WHAT TO PRODUCE: Return all of the records below verbatim.

(DATASET RECORDS Opens)

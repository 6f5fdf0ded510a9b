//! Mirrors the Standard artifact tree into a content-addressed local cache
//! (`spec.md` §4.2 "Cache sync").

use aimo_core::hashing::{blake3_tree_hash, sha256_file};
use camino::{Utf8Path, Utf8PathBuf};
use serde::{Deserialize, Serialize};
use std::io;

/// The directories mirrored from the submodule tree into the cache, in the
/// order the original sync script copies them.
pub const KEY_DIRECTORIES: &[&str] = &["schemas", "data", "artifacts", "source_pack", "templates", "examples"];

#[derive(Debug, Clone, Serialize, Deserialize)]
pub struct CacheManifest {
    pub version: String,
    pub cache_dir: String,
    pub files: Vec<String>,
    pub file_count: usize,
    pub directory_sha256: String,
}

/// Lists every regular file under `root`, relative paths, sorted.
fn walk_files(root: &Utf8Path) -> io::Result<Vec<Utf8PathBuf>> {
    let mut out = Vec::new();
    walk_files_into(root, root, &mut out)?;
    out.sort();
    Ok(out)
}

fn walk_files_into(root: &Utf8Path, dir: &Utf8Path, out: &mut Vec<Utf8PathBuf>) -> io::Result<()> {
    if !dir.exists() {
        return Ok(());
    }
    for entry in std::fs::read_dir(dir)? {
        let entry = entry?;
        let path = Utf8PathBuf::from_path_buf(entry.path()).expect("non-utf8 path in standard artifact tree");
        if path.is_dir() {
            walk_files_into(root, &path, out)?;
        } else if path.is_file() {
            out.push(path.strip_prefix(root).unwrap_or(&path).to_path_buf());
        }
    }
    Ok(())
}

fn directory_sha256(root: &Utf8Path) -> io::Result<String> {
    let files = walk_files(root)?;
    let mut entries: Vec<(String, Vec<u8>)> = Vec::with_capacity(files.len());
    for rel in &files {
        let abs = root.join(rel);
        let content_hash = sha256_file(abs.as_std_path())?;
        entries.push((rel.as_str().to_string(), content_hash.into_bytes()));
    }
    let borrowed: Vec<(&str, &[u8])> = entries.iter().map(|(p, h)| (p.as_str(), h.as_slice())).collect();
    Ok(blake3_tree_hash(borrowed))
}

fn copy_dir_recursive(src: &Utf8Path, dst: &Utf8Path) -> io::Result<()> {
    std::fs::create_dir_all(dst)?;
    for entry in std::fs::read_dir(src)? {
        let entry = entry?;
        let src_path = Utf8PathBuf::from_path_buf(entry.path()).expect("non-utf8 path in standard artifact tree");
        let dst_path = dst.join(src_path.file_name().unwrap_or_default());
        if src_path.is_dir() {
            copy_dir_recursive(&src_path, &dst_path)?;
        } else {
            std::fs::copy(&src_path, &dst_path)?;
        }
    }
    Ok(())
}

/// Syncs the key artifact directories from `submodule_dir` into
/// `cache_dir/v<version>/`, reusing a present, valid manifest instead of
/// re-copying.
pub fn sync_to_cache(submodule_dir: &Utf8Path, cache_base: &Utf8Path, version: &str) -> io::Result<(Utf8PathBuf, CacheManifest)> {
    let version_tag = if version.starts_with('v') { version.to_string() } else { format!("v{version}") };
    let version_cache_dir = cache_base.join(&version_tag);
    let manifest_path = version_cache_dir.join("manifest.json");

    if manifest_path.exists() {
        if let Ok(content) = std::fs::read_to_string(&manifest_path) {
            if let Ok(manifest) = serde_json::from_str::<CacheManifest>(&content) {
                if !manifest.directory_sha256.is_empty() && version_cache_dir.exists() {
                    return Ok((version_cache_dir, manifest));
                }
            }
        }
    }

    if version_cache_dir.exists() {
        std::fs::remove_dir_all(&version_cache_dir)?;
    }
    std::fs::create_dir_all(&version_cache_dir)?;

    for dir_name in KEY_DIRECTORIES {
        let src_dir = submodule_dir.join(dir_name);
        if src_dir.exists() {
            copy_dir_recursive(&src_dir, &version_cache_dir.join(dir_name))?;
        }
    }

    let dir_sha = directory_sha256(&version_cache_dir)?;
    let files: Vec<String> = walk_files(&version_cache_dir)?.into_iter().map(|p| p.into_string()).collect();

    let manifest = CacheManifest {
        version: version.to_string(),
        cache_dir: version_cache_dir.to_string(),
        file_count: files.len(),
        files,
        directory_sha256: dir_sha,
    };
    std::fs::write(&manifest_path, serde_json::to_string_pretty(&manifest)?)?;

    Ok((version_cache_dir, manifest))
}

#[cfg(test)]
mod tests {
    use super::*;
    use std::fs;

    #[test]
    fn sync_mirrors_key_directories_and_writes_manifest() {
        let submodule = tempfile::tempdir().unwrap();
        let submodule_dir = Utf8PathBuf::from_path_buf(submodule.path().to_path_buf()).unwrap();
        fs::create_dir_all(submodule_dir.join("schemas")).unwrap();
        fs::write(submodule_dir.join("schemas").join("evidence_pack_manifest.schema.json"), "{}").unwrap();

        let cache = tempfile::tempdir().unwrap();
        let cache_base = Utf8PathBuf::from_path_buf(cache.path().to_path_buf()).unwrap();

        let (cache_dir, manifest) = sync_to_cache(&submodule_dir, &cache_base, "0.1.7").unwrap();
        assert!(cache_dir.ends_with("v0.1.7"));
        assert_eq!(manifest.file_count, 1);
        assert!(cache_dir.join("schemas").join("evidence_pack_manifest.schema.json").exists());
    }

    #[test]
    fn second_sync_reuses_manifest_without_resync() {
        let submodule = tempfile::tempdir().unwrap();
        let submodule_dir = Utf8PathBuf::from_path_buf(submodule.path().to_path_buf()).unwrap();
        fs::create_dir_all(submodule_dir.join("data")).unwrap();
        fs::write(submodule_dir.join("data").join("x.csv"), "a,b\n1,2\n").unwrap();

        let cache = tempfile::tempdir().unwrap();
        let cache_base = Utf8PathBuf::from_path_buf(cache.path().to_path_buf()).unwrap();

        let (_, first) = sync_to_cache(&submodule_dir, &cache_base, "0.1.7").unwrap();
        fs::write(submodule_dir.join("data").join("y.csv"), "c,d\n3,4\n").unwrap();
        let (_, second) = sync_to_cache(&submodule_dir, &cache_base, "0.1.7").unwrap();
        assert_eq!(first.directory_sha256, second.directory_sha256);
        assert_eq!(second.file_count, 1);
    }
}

(DATASET RECORDS Closes)

FINISHED TASK:
repository 6f5fdf0ded510a9b
//! Mirrors the Standard artifact tree into a content-addressed local cache
//! (`spec.md` §4.2 "Cache sync").

use aimo_core::hashing::{blake3_tree_hash, sha256_file};
use camino::{Utf8Path, Utf8PathBuf};
use serde::{Deserialize, Serialize};
use std::io;

/// The directories mirrored from the submodule tree into the cache, in the
/// order the original sync script copies them.
pub const KEY_DIRECTORIES: &[&str] = &["schemas", "data", "artifacts", "source_pack", "templates", "examples"];

#[derive(Debug, Clone, Serialize, Deserialize)]
pub struct CacheManifest {
    pub version: String,
    pub cache_dir: String,
    pub files: Vec<String>,
    pub file_count: usize,
    pub directory_sha256: String,
}

/// Lists every regular file under `root`, relative paths, sorted.
fn walk_files(root: &Utf8Path) -> io::Result<Vec<Utf8PathBuf>> {
    let mut out = Vec::new();
    walk_files_into(root, root, &mut out)?;
    out.sort();
    Ok(out)
}

fn walk_files_into(root: &Utf8Path, dir: &Utf8Path, out: &mut Vec<Utf8PathBuf>) -> io::Result<()> {
    if !dir.exists() {
        return Ok(());
    }
    for entry in std::fs::read_dir(dir)? {
        let entry = entry?;
        let path = Utf8PathBuf::from_path_buf(entry.path()).expect("non-utf8 path in standard artifact tree");
        if path.is_dir() {
            walk_files_into(root, &path, out)?;
        } else if path.is_file() {
            out.push(path.strip_prefix(root).unwrap_or(&path).to_path_buf());
        }
    }
    Ok(())
}

fn directory_sha256(root: &Utf8Path) -> io::Result<String> {
    let files = walk_files(root)?;
    let mut entries: Vec<(String, Vec<u8>)> = Vec::with_capacity(files.len());
    for rel in &files {
        let abs = root.join(rel);
        let content_hash = sha256_file(abs.as_std_path())?;
        entries.push((rel.as_str().to_string(), content_hash.into_bytes()));
    }
    let borrowed: Vec<(&str, &[u8])> = entries.iter().map(|(p, h)| (p.as_str(), h.as_slice())).collect();
    Ok(blake3_tree_hash(borrowed))
}

fn copy_dir_recursive(src: &Utf8Path, dst: &Utf8Path) -> io::Result<()> {
    std::fs::create_dir_all(dst)?;
    for entry in std::fs::read_dir(src)? {
        let entry = entry?;
        let src_path = Utf8PathBuf::from_path_buf(entry.path()).expect("non-utf8 path in standard artifact tree");
        let dst_path = dst.join(src_path.file_name().unwrap_or_default());
        if src_path.is_dir() {
            copy_dir_recursive(&src_path, &dst_path)?;
        } else {
            std::fs::copy(&src_path, &dst_path)?;
        }
    }
    Ok(())
}

/// Syncs the key artifact directories from `submodule_dir` into
/// `cache_dir/v<version>/`, reusing a present, valid manifest instead of
/// re-copying.
pub fn sync_to_cache(submodule_dir: &Utf8Path, cache_base: &Utf8Path, version: &str) -> io::Result<(Utf8PathBuf, CacheManifest)> {
    let version_tag = if version.starts_with('v') { version.to_string() } else { format!("v{version}") };
    let version_cache_dir = cache_base.join(&version_tag);
    let manifest_path = version_cache_dir.join("manifest.json");

    if manifest_path.exists() {
        if let Ok(content) = std::fs::read_to_string(&manifest_path) {
            if let Ok(manifest) = serde_json::from_str::<CacheManifest>(&content) {
                if !manifest.directory_sha256.is_empty() && version_cache_dir.exists() {
                    return Ok((version_cache_dir, manifest));
                }
            }
        }
    }

    if version_cache_dir.exists() {
        std::fs::remove_dir_all(&version_cache_dir)?;
    }
    std::fs::create_dir_all(&version_cache_dir)?;

    for dir_name in KEY_DIRECTORIES {
        let src_dir = submodule_dir.join(dir_name);
        if src_dir.exists() {
            copy_dir_recursive(&src_dir, &version_cache_dir.join(dir_name))?;
        }
    }

    let dir_sha = directory_sha256(&version_cache_dir)?;
    let files: Vec<String> = walk_files(&version_cache_dir)?.into_iter().map(|p| p.into_string()).collect();

    let manifest = CacheManifest {
        version: version.to_string(),
        cache_dir: version_cache_dir.to_string(),
        file_count: files.len(),
        files,
        directory_sha256: dir_sha,
    };
    std::fs::write(&manifest_path, serde_json::to_string_pretty(&manifest)?)?;

    Ok((version_cache_dir, manifest))
}

#[cfg(test)]
mod tests {
    use super::*;
    use std::fs;

    #[test]
    fn sync_mirrors_key_directories_and_writes_manifest() {
        let submodule = tempfile::tempdir().unwrap();
        let submodule_dir = Utf8PathBuf::from_path_buf(submodule.path().to_path_buf()).unwrap();
        fs::create_dir_all(submodule_dir.join("schemas")).unwrap();
        fs::write(submodule_dir.join("schemas").join("evidence_pack_manifest.schema.json"), "{}").unwrap();

        let cache = tempfile::tempdir().unwrap();
        let cache_base = Utf8PathBuf::from_path_buf(cache.path().to_path_buf()).unwrap();

        let (cache_dir, manifest) = sync_to_cache(&submodule_dir, &cache_base, "0.1.7").unwrap();
        assert!(cache_dir.ends_with("v0.1.7"));
        assert_eq!(manifest.file_count, 1);
        assert!(cache_dir.join("schemas").join("evidence_pack_manifest.schema.json").exists());
    }

    #[test]
    fn second_sync_reuses_manifest_without_resync() {
        let submodule = tempfile::tempdir().unwrap();
        let submodule_dir = Utf8PathBuf::from_path_buf(submodule.path().to_path_buf()).unwrap();
        fs::create_dir_all(submodule_dir.join("data")).unwrap();
        fs::write(submodule_dir.join("data").join("x.csv"), "a,b\n1,2\n").unwrap();

        let cache = tempfile::tempdir().unwrap();
        let cache_base = Utf8PathBuf::from_path_buf(cache.path().to_path_buf()).unwrap();

        let (_, first) = sync_to_cache(&submodule_dir, &cache_base, "0.1.7").unwrap();
        fs::write(submodule_dir.join("data").join("y.csv"), "c,d\n3,4\n").unwrap();
        let (_, second) = sync_to_cache(&submodule_dir, &cache_base, "0.1.7").unwrap();
        assert_eq!(first.directory_sha256, second.directory_sha256);
        assert_eq!(second.file_count, 1);
    }
}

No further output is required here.